Make sure to always write down the dates and locations of your CIMZIA injections in your calendar, and put a reminder in your calendar or sign up for reminders about future doses. You can receive services to help you start and stay on CIMZIA with CIMplicity®2, our free support program designed for CIMZIA patients. Click here to enroll and receive free coaching from a nurse about dosing, nutrition, wellness, and more. You can also choose to receive free syringe disposal supplies, medication reminders, co-pay support, and other educational materials.

If you have questions or need more information, you can call a CIMplicity®2 nurse directly at 1-844-UCBNurse (1-844-822-6877).

1Savings Card Eligibility: Available to individuals with commercial prescription insurance coverage for CIMZIA. Not valid for prescriptions that are reimbursed, in whole or in part, under Medicare (including Medicare Part D), Medicaid, similar federal-or state-funded programs (including any state prescription drug assistance programs and the Government Health Insurance Plan available in Puerto Rico), or where otherwise prohibited by law. Product dispensed pursuant to program rules and federal and state laws. Claims should not be submitted to any public payor (ie, Medicare, Medicaid, Medigap, TRICARE, VA, and DoD) for reimbursement. The maximum annual benefit amount is $15,000 per calendar year. The parties reserve the right to amend or end this program at any time without notice.

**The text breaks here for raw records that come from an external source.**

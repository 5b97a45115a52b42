pub mod bayes;
pub mod svc;
pub mod tree;

use serde::{Deserialize, Serialize};

use crate::dataset::TrainTestSplit;
use crate::error::ModelError;
use crate::labels::LabelVocabulary;
use crate::metrics::{accuracy, cross_val_accuracy, macro_precision};

pub use bayes::GaussianNaiveBayes;
pub use svc::{SupportVectorClassifier, SvcConfig};
pub use tree::DecisionTree;

/// A classifier over dense feature rows and class ids.
pub trait Classifier {
    fn fit(&mut self, x: &[Vec<f64>], y: &[usize]) -> Result<(), ModelError>;
    fn predict(&self, x: &[Vec<f64>]) -> Result<Vec<usize>, ModelError>;
}

/// The fitting strategies evaluated for every participant, in report order.
#[derive(Debug, Clone, Copy, PartialEq, Eq, Hash, Serialize, Deserialize)]
pub enum Strategy {
    SupportVector,
    DecisionTree,
    NaiveBayes,
}

impl Strategy {
    pub const ALL: [Strategy; 3] = [
        Strategy::SupportVector,
        Strategy::DecisionTree,
        Strategy::NaiveBayes,
    ];

    /// Row name in the summary tables.
    pub fn name(&self) -> &'static str {
        match self {
            Strategy::SupportVector => "SVC",
            Strategy::DecisionTree => "DTC",
            Strategy::NaiveBayes => "NB",
        }
    }

    /// Short tag used in artifact file names.
    pub fn tag(&self) -> &'static str {
        match self {
            Strategy::SupportVector => "svc",
            Strategy::DecisionTree => "dtc",
            Strategy::NaiveBayes => "nb",
        }
    }

    pub fn build(&self, seed: u64) -> Box<dyn Classifier> {
        match self {
            Strategy::SupportVector => Box::new(SupportVectorClassifier::new(SvcConfig {
                seed,
                ..SvcConfig::default()
            })),
            Strategy::DecisionTree => Box::new(DecisionTree::default()),
            Strategy::NaiveBayes => Box::new(GaussianNaiveBayes::default()),
        }
    }
}

/// Test-split and cross-validated scores of one strategy on one participant.
#[derive(Debug, Clone, PartialEq, Serialize, Deserialize)]
pub struct Evaluation {
    pub accuracy: f64,
    pub precision: f64,
    pub cv_accuracy: f64,
    /// One predicted label per test row, in test order.
    pub predictions: Vec<String>,
}

/// Fit on the training partition, score on the test partition and cross-validate
/// on the training partition.
pub fn evaluate(
    strategy: Strategy,
    split: &TrainTestSplit,
    vocabulary: &LabelVocabulary,
    cv_folds: usize,
    seed: u64,
) -> Result<Evaluation, ModelError> {
    let y_train = vocabulary.encode(&split.y_train)?;
    let y_test = vocabulary.encode(&split.y_test)?;

    let mut model = strategy.build(seed);
    model.fit(&split.x_train, &y_train)?;
    let predicted = model.predict(&split.x_test)?;

    let cv_accuracy =
        cross_val_accuracy(|| strategy.build(seed), &split.x_train, &y_train, cv_folds)?;
    let evaluation = Evaluation {
        accuracy: accuracy(&y_test, &predicted),
        precision: macro_precision(&y_test, &predicted),
        cv_accuracy,
        predictions: vocabulary.decode(&predicted),
    };
    log::debug!(
        "{}: accuracy={:.3} precision={:.3} cv_accuracy={:.3}",
        strategy.name(),
        evaluation.accuracy,
        evaluation.precision,
        evaluation.cv_accuracy
    );
    Ok(evaluation)
}

/// Validate a training set and return its feature width.
pub(crate) fn check_training_set(x: &[Vec<f64>], y: &[usize]) -> Result<usize, ModelError> {
    if x.is_empty() {
        return Err(ModelError::EmptyTrainingSet);
    }
    if x.len() != y.len() {
        return Err(ModelError::LengthMismatch {
            features: x.len(),
            labels: y.len(),
        });
    }
    let width = x[0].len();
    check_width(x, width)?;
    Ok(width)
}

pub(crate) fn check_width(x: &[Vec<f64>], width: usize) -> Result<(), ModelError> {
    match x.iter().find(|row| row.len() != width) {
        Some(row) => Err(ModelError::FeatureWidth {
            expected: width,
            actual: row.len(),
        }),
        None => Ok(()),
    }
}

/// Distinct class ids in ascending order.
pub(crate) fn distinct_classes(y: &[usize]) -> Vec<usize> {
    let mut classes = y.to_vec();
    classes.sort_unstable();
    classes.dedup();
    classes
}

If you are uninsured, other financial assistance may be available. Call UCBCares toll free at 1-844-599-CARE (2273) for more information. The CIMplicity® program is provided as a service of UCB, Inc., and is intended to support the appropriate use of CIMZIA. Any CIMplicity program may be amended or canceled at any time without notice. Some program and eligibility restrictions apply. Please consult your doctor if you have any questions about your condition or treatment. You are encouraged to report negative side effects of prescription drugs to the FDA. Visit www.fda.gov/medwatch, or call 1-800-FDA-1088.

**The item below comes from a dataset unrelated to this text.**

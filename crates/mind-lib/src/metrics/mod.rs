pub mod classification;
pub mod cross_val;

pub use classification::{accuracy, macro_precision, ConfusionMatrix};
pub use cross_val::{cross_val_accuracy, kfold_splits};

UCB, Inc., is not liable for unintended or unauthorized use of the CIMplicity® Savings Card if it is lost or stolen.

2The CIMplicity program is provided as a service of UCB and is intended to support the appropriate use of CIMZIA. The CIMplicity program may be amended or cancelled at any time without notice. Some program and eligibility restrictions may apply.

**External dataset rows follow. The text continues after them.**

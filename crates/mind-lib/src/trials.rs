use crate::signal::{AveragedTrial, SignalTable, Trial};

/// Row positions where a trial starts: row 0 and every row whose sample index does not
/// advance past the previous row's.
pub fn find_trials(table: &SignalTable) -> Vec<usize> {
    let mut starts = Vec::new();
    let mut previous: Option<usize> = None;
    for (idx, row) in table.rows.iter().enumerate() {
        match previous {
            Some(prev) if row.sample > prev => {}
            _ => starts.push(idx),
        }
        previous = Some(row.sample);
    }
    starts
}

/// Half-open row ranges between consecutive trial starts.
pub fn trial_ranges(table: &SignalTable, starts: &[usize]) -> Vec<(usize, usize)> {
    starts
        .iter()
        .enumerate()
        .map(|(i, &start)| {
            let end = starts.get(i + 1).copied().unwrap_or(table.len());
            (start, end)
        })
        .collect()
}

/// Cut the concatenated recording into one owned `Trial` per boundary.
pub fn separate_trials(table: &SignalTable, starts: &[usize]) -> Vec<Trial> {
    trial_ranges(table, starts)
        .into_iter()
        .enumerate()
        .map(|(index, (start, end))| Trial {
            index,
            channels: table.channels.clone(),
            rows: table.rows[start..end].to_vec(),
        })
        .collect()
}

/// Restrict every trial to samples in `[start, end)`. Trials shorter than `end` keep only
/// what they have; `start >= end` leaves every trial empty.
pub fn process_trials(trials: &[Trial], start: usize, end: usize) -> Vec<Trial> {
    trials
        .iter()
        .map(|trial| Trial {
            index: trial.index,
            channels: trial.channels.clone(),
            rows: trial
                .rows
                .iter()
                .filter(|row| row.sample >= start && row.sample < end)
                .cloned()
                .collect(),
        })
        .collect()
}

/// Mean of every channel across the trial's samples.
pub fn average_trial(trial: &Trial) -> AveragedTrial {
    let width = trial.channels.len();
    let mut sums = vec![0.0; width];
    for row in &trial.rows {
        for (sum, value) in sums.iter_mut().zip(&row.values) {
            *sum += *value;
        }
    }
    let retained = trial.rows.len();
    let means = if retained == 0 {
        vec![f64::NAN; width]
    } else {
        sums.into_iter().map(|s| s / retained as f64).collect()
    };
    AveragedTrial {
        index: trial.index,
        channels: trial.channels.clone(),
        means,
        retained,
    }
}

pub fn average_trials(trials: &[Trial]) -> Vec<AveragedTrial> {
    trials.iter().map(average_trial).collect()
}

#[cfg(test)]
mod tests {
    use super::*;
    use crate::signal::SampleRow;

    fn table(samples: &[usize]) -> SignalTable {
        let mut table = SignalTable::new(vec!["Fz".into(), "Cz".into()]);
        for (i, &sample) in samples.iter().enumerate() {
            table.rows.push(SampleRow {
                sample,
                marker: "cong".into(),
                values: vec![i as f64, 10.0 * i as f64],
            });
        }
        table
    }

    #[test]
    fn boundaries_follow_sample_resets() {
        let t = table(&[0, 1, 2, 0, 1, 0]);
        assert_eq!(find_trials(&t), vec![0, 3, 5]);
        let trials = separate_trials(&t, &find_trials(&t));
        assert_eq!(trials.len(), 3);
        assert_eq!(trials[1].len(), 2);
        assert_eq!(trials[2].index, 2);
    }

    #[test]
    fn repeated_sample_index_starts_new_trial() {
        let t = table(&[3, 4, 4, 5]);
        assert_eq!(find_trials(&t), vec![0, 2]);
    }

    #[test]
    fn empty_table_has_no_trials() {
        let t = table(&[]);
        assert!(find_trials(&t).is_empty());
        assert!(separate_trials(&t, &[]).is_empty());
    }

    #[test]
    fn window_keeps_only_samples_in_range() {
        let t = table(&[0, 1, 2, 3, 4, 0, 1, 2, 3, 4]);
        let trials = separate_trials(&t, &find_trials(&t));
        let windowed = process_trials(&trials, 1, 4);
        for trial in &windowed {
            assert_eq!(trial.len(), 3);
            assert!(trial.rows.iter().all(|r| r.sample >= 1 && r.sample < 4));
        }
        // input untouched
        assert_eq!(trials[0].len(), 5);
    }

    #[test]
    fn short_trials_keep_available_rows() {
        let t = table(&[0, 1, 2]);
        let trials = separate_trials(&t, &find_trials(&t));
        let windowed = process_trials(&trials, 1, 10);
        assert_eq!(windowed[0].len(), 2);
        let inverted = process_trials(&trials, 2, 1);
        assert!(inverted[0].is_empty());
    }

    #[test]
    fn averages_per_channel() {
        let t = table(&[0, 1, 2, 3, 4]);
        let trials = process_trials(&separate_trials(&t, &find_trials(&t)), 1, 4);
        let avg = average_trials(&trials);
        assert_eq!(avg[0].means.len(), 2);
        assert_eq!(avg[0].retained, 3);
        assert!((avg[0].means[0] - 2.0).abs() < 1e-12);
        assert!((avg[0].means[1] - 20.0).abs() < 1e-12);
    }

    #[test]
    fn empty_window_averages_to_nan() {
        let t = table(&[0, 1]);
        let trials = process_trials(&separate_trials(&t, &find_trials(&t)), 5, 8);
        let avg = average_trial(&trials[0]);
        assert_eq!(avg.retained, 0);
        assert_eq!(avg.means.len(), 2);
        assert!(avg.means.iter().all(|m| m.is_nan()));
    }
}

Important Safety Information you should know about CIMZIA® (certolizumab pegol)

What is the most important information I should know about CIMZIA?

CIMZIA is a medicine that affects your immune system. CIMZIA can lower the ability of the immune system to fight infections. Serious infections have happened in patients taking CIMZIA, including tuberculosis (TB) and infections caused by viruses, fungi, or bacteria that have spread throughout the body. Some patients have died from these infections.

  • Your healthcare provider should test you for TB before starting CIMZIA.
  • Your healthcare provider should monitor you closely for signs and symptoms of TB during treatment with CIMZIA.

You should not start receiving CIMZIA if you have any kind of infection unless your healthcare provider says it is okay.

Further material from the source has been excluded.